Problem statement:
Will you quote precisely the lines that run from the top of the material below to the line containing "fn make_ids(data: &[u32], shape: (usize, usize))", both ends included?

Data excerpts:

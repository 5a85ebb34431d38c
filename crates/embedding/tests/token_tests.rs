use candle_core::{DType, Device, Result, Tensor};
use embedding::token::{TokenEmbedding, TokenEmbeddingConfig};

fn make_ids(data: &[u32], shape: (usize, usize)) -> Result<Tensor> {
    Tensor::from_slice(data, shape, &Device::Cpu)
}

fn config(vocab_size: usize, hidden_dim: usize, dtype: DType) -> TokenEmbeddingConfig {
    TokenEmbeddingConfig {
        vocab_size,
        hidden_dim,
        dtype,
        device: Device::Cpu,
    }
}

#[test]
fn forward_shape_and_dtype_match_config() -> Result<()> {
    let config = config(8, 4, DType::F16);
    let embedding = TokenEmbedding::new(config.clone())?;
    let token_ids = make_ids(&[0, 1, 2, 3, 4, 5], (3, 2))?;

    let output = embedding.forward(&token_ids)?;

    assert_eq!(output.dims(), &[3, 2, config.hidden_dim]);
    assert_eq!(output.dtype(), config.dtype);
    Ok(())
}

#[test]
fn single_step_ids_produce_batch_rows() -> Result<()> {
    let embedding = TokenEmbedding::new(config(8, 4, DType::F32))?;
    let ids = Tensor::from_slice(&[3i64, 7], 2, &Device::Cpu)?;
    let output = embedding.forward(&ids)?;
    assert_eq!(output.dims(), &[2, 4]);

    let row = output.get(1)?.to_vec1::<f32>()?;
    let table = embedding.weight().get(7)?.to_vec1::<f32>()?;
    assert_eq!(row, table);
    Ok(())
}

#[test]
fn padding_id_maps_to_the_same_zero_vector_everywhere() -> Result<()> {
    let embedding = TokenEmbedding::new(config(10, 6, DType::F32))?;
    let token_ids = make_ids(&[0, 5, 3, 0, 0, 9], (3, 2))?;
    let output = embedding.forward(&token_ids)?;

    let zeros = vec![0f32; 6];
    for (position, batch) in [(0usize, 0usize), (1, 1), (2, 0)] {
        let vector = output.get(position)?.get(batch)?.to_vec1::<f32>()?;
        assert_eq!(vector, zeros, "padding at ({position}, {batch})");
    }
    Ok(())
}

#[test]
fn from_weight_overrides_a_non_zero_padding_row() -> Result<()> {
    let weight = Tensor::ones((4, 3), DType::F32, &Device::Cpu)?;
    let embedding = TokenEmbedding::from_weight(config(4, 3, DType::F32), weight)?;
    let table = embedding.weight().to_vec2::<f32>()?;
    assert_eq!(table[0], vec![0.0; 3]);
    assert_eq!(table[1], vec![1.0; 3]);
    Ok(())
}

#[test]
fn forward_rejects_out_of_range_ids() -> Result<()> {
    let embedding = TokenEmbedding::new(config(4, 3, DType::F32))?;
    let token_ids = make_ids(&[0, 4], (1, 2))?;

    let err = embedding.forward(&token_ids).unwrap_err();
    assert!(err.to_string().contains("token id 4 exceeds vocab size"));
    Ok(())
}

#[test]
fn forward_rejects_float_ids_and_negative_ids() -> Result<()> {
    let embedding = TokenEmbedding::new(config(4, 3, DType::F32))?;
    let floats = Tensor::zeros((2, 2), DType::F32, &Device::Cpu)?;
    assert!(embedding.forward(&floats).is_err());

    let negative = Tensor::from_slice(&[1i64, -2], (1, 2), &Device::Cpu)?;
    let err = embedding.forward(&negative).unwrap_err();
    assert!(err.to_string().contains("negative token id -2"));
    Ok(())
}
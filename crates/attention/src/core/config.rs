//! Configuration shared by attention implementations.

use candle_core::{DType, Device};

/// Widths and placement of the attention parameters.
#[derive(Debug, Clone)]
pub struct AttentionConfig {
    /// Recurrent hidden size `H`; attention features are `2 * H` wide.
    pub hidden_size: usize,
    /// Storage dtype of the projections.
    pub dtype: DType,
    /// Device hosting the parameters.
    pub device: Device,
}

impl AttentionConfig {
    pub fn new(hidden_size: usize, dtype: DType, device: Device) -> Self {
        Self {
            hidden_size,
            dtype,
            device,
        }
    }

    /// Width of queries, encoder features and context vectors.
    pub fn feature_dim(&self) -> usize {
        2 * self.hidden_size
    }
}
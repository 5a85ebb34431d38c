//! Additive attention with a coverage term.
//!
//! For every source position `s` and batch element `b`:
//!
//! ```text
//! e[s, b]      = W_f · enc[s, b] + W_q · query[b] + W_c · coverage[s, b]
//! score[s, b]  = v · tanh(e[s, b])
//! weights[:, b] = softmax_s(score[:, b])
//! context[b]   = sum_s weights[s, b] * out[b, s]
//! coverage'    = coverage + weights
//! ```
//!
//! `W_f · enc` is the encoder's cached feature projection and arrives
//! precomputed. The softmax runs in the reduction dtype over the position
//! axis of the `[source_len, batch]` score matrix, so every batch column is
//! normalised on its own. Weights and the running coverage stay in the
//! reduction dtype; only the context is returned in the storage dtype.

use std::fmt;
use std::sync::{Arc, OnceLock};

use candle_core::{DType, Tensor, Var};
use candle_nn::ops::softmax;
use layers::{
    activations::{builtin, Activation, ActivationKind},
    dtypes::PrecisionPolicy,
    linear::{Linear, LinearConfig, LinearInit, LinearLayer},
};

use crate::core::{Attention, AttentionConfig, AttentionError, AttentionOutput};
use crate::layout;

/// Coverage-aware additive attention.
pub struct CoverageAttention {
    config: AttentionConfig,
    query_proj: Linear,
    coverage_proj: Linear,
    score_proj: Linear,
    squash: Arc<dyn Activation>,
    policy: PrecisionPolicy,
    first_call: OnceLock<()>,
}

impl fmt::Debug for CoverageAttention {
    fn fmt(&self, f: &mut fmt::Formatter<'_>) -> fmt::Result {
        f.debug_struct("CoverageAttention")
            .field("hidden_size", &self.config.hidden_size)
            .field("dtype", &self.config.dtype)
            .finish()
    }
}

impl CoverageAttention {
    pub fn new(config: AttentionConfig) -> Result<Self, AttentionError> {
        if config.hidden_size == 0 {
            return Err(AttentionError::shape("hidden_size must be greater than zero"));
        }
        if !matches!(config.dtype, DType::F32 | DType::F16 | DType::BF16) {
            return Err(AttentionError::UnsupportedDType {
                requested: format!("{:?}", config.dtype),
            });
        }

        let width = config.feature_dim();
        let init = LinearInit::XavierUniform;
        let query_proj = Linear::with_init(
            LinearConfig::new(width, width),
            &init,
            &config.device,
            config.dtype,
        )?;
        let coverage_proj = Linear::with_init(
            LinearConfig::new(1, width),
            &init,
            &config.device,
            config.dtype,
        )?;
        let score_proj = Linear::with_init(
            LinearConfig::new(width, 1),
            &init,
            &config.device,
            config.dtype,
        )?;

        Ok(Self {
            policy: PrecisionPolicy::from_parameter_dtype(config.dtype),
            config,
            query_proj,
            coverage_proj,
            score_proj,
            squash: builtin(ActivationKind::Tanh),
            first_call: OnceLock::new(),
        })
    }

    pub fn config(&self) -> &AttentionConfig {
        &self.config
    }

    pub fn parameter_count(&self) -> usize {
        self.query_proj.parameter_count()
            + self.coverage_proj.parameter_count()
            + self.score_proj.parameter_count()
    }

    pub fn named_parameters(&self, scope: &str) -> Vec<(String, Var)> {
        let mut params = self.query_proj.named_parameters(&format!("{scope}.query"));
        params.extend(self.coverage_proj.named_parameters(&format!("{scope}.coverage")));
        params.extend(self.score_proj.named_parameters(&format!("{scope}.score")));
        params
    }

    fn validate(
        &self,
        query: &Tensor,
        encoder_out: &Tensor,
        encoder_features: &Tensor,
        coverage: &Tensor,
    ) -> Result<(usize, usize), AttentionError> {
        let width = self.config.feature_dim();
        let (batch, query_width) = query
            .dims2()
            .map_err(|_| AttentionError::shape("query must have shape [batch, 2H]"))?;
        if query_width != width {
            return Err(AttentionError::shape(format!(
                "query width {query_width} does not match 2H = {width}"
            )));
        }

        let (ob, source_len, ow) = encoder_out.dims3().map_err(|_| {
            AttentionError::shape("encoder_out must have shape [batch, source_len, 2H]")
        })?;
        if ob != batch || ow != width || source_len == 0 {
            return Err(AttentionError::shape(format!(
                "encoder_out shape mismatch: expected [{batch}, >0, {width}] got [{ob}, {source_len}, {ow}]"
            )));
        }

        let expected = [source_len, batch, width];
        if encoder_features.dims() != expected {
            return Err(AttentionError::shape(format!(
                "encoder_features shape mismatch: expected {expected:?} got {:?}",
                encoder_features.dims()
            )));
        }
        if coverage.dims() != [source_len, batch] {
            return Err(AttentionError::shape(format!(
                "coverage shape mismatch: expected [{source_len}, {batch}] got {:?}",
                coverage.dims()
            )));
        }
        Ok((batch, source_len))
    }
}

impl Attention for CoverageAttention {
    fn attend(
        &self,
        query: &Tensor,
        encoder_out: &Tensor,
        encoder_features: &Tensor,
        coverage: &Tensor,
    ) -> Result<AttentionOutput, AttentionError> {
        if self.first_call.set(()).is_ok() {
            log::info!(
                "attention::coverage init hidden={} dtype={:?} mixed_precision={}",
                self.config.hidden_size,
                self.config.dtype,
                self.policy.is_mixed_precision()
            );
        }
        let (_, source_len) = self.validate(query, encoder_out, encoder_features, coverage)?;
        let policy = &self.policy;

        let decoder_features = layout::broadcast_over_positions(
            &self.query_proj.forward(query, policy)?,
            source_len,
        )?;
        let coverage_features = self
            .coverage_proj
            .forward(&layout::scalar_features(coverage)?, policy)?;

        let summed = encoder_features
            .add(&decoder_features)?
            .add(&coverage_features)?;
        let scores = self
            .score_proj
            .forward(&self.squash.forward(&summed, policy)?, policy)?
            .squeeze(2)?;

        let weights = softmax(&policy.cast_for_reduction(&scores)?, 0)?;

        let context = layout::weight_rows(&policy.cast_for_matmul(&weights)?)?
            .matmul(&policy.cast_for_matmul(encoder_out)?.contiguous()?)?
            .squeeze(1)?;
        let context = policy.cast_to_storage(&context)?;

        let coverage = policy.cast_for_reduction(coverage)?.add(&weights)?;
        log::trace!("attention step source_len={source_len}");

        Ok(AttentionOutput {
            context,
            weights,
            coverage,
        })
    }
}
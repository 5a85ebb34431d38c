//! Sequence-to-sequence summarizer: a bidirectional LSTM encoder, coverage
//! attention and a single-step LSTM decoder folded over a teacher-forced
//! target.
//!
//! All sequence tensors are position-major (`[len, batch]`); see
//! [`attention`] for the full layout table.

pub mod config;
pub mod decoder;
pub mod encoder;
pub mod error;
pub mod model;
pub mod readout;
pub mod state;

pub use config::{ConfigFile, SummarizerConfig};
pub use decoder::{Decoder, DecoderStep};
pub use encoder::{Encoder, EncoderOutput};
pub use error::{Result, SummarizerError};
pub use model::PointerGenerator;
pub use readout::{coverage_summary, greedy_tokens, StepStatistics};
pub use state::{DecoderState, SummaryOutput};
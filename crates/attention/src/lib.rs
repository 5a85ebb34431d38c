//! Coverage attention for the recurrent summarizer.
//!
//! Given a decoder query, the encoder's per-position outputs, their cached
//! projection and the running coverage vector, an [`Attention`]
//! implementation produces a distribution over source positions, the
//! attention-weighted context vector and the next coverage vector.
//!
//! Layout contract (with `F = 2 * hidden_size`):
//!
//! | tensor | shape |
//! | --- | --- |
//! | query | `[batch, F]` |
//! | encoder outputs | `[batch, source_len, F]` |
//! | encoder features | `[source_len, batch, F]` |
//! | coverage in / out | `[source_len, batch]` |
//! | weights | `[source_len, batch]` |
//! | context | `[batch, F]` |
//!
//! Weights are normalised over source positions independently for every
//! batch column and always sum to one per column. Coverage only ever grows:
//! the returned coverage is the input coverage plus the new weights. Weights
//! and coverage are returned in the reduction dtype (`f32` for reduced
//! precision parameters) so the sums hold at `f32` tolerance.

pub mod core;
pub mod coverage;
pub mod layout;

pub use crate::core::{Attention, AttentionConfig, AttentionError, AttentionOutput};
pub use coverage::CoverageAttention;
//! Building blocks for the recurrent summarization model.
//!
//! The crate hosts the dense projections, activations and LSTM cells that the
//! encoder, attention and decoder crates assemble from Candle primitives. All
//! layers return `candle_core::Result` so shape or dtype problems propagate to
//! the caller instead of panicking.

pub mod activations;
pub mod checks;
pub mod dtypes;
pub mod linear;
pub mod lstm;

pub use activations::{builtin, Activation, ActivationKind};
pub use dtypes::PrecisionPolicy;
pub use linear::{Linear, LinearConfig, LinearInit, LinearLayer};
pub use lstm::{BiLstm, LstmCell, LstmConfig, LstmState};
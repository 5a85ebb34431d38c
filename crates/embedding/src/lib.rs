//! Embedding crate
//!
//! Token id to dense vector lookup shared by the encoder and decoder. Each
//! owner builds its own table; nothing is tied.

pub mod token;

pub use token::{TokenEmbedding, TokenEmbeddingConfig, PADDING_ID};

Solution for this task:
repository 5a85ebb34431d38c
filename crates/embedding/tests/token_tests.rs
use candle_core::{DType, Device, Result, Tensor};
use embedding::token::{TokenEmbedding, TokenEmbeddingConfig};

fn make_ids(data: &[u32], shape: (usize, usize)) -> Result<Tensor> {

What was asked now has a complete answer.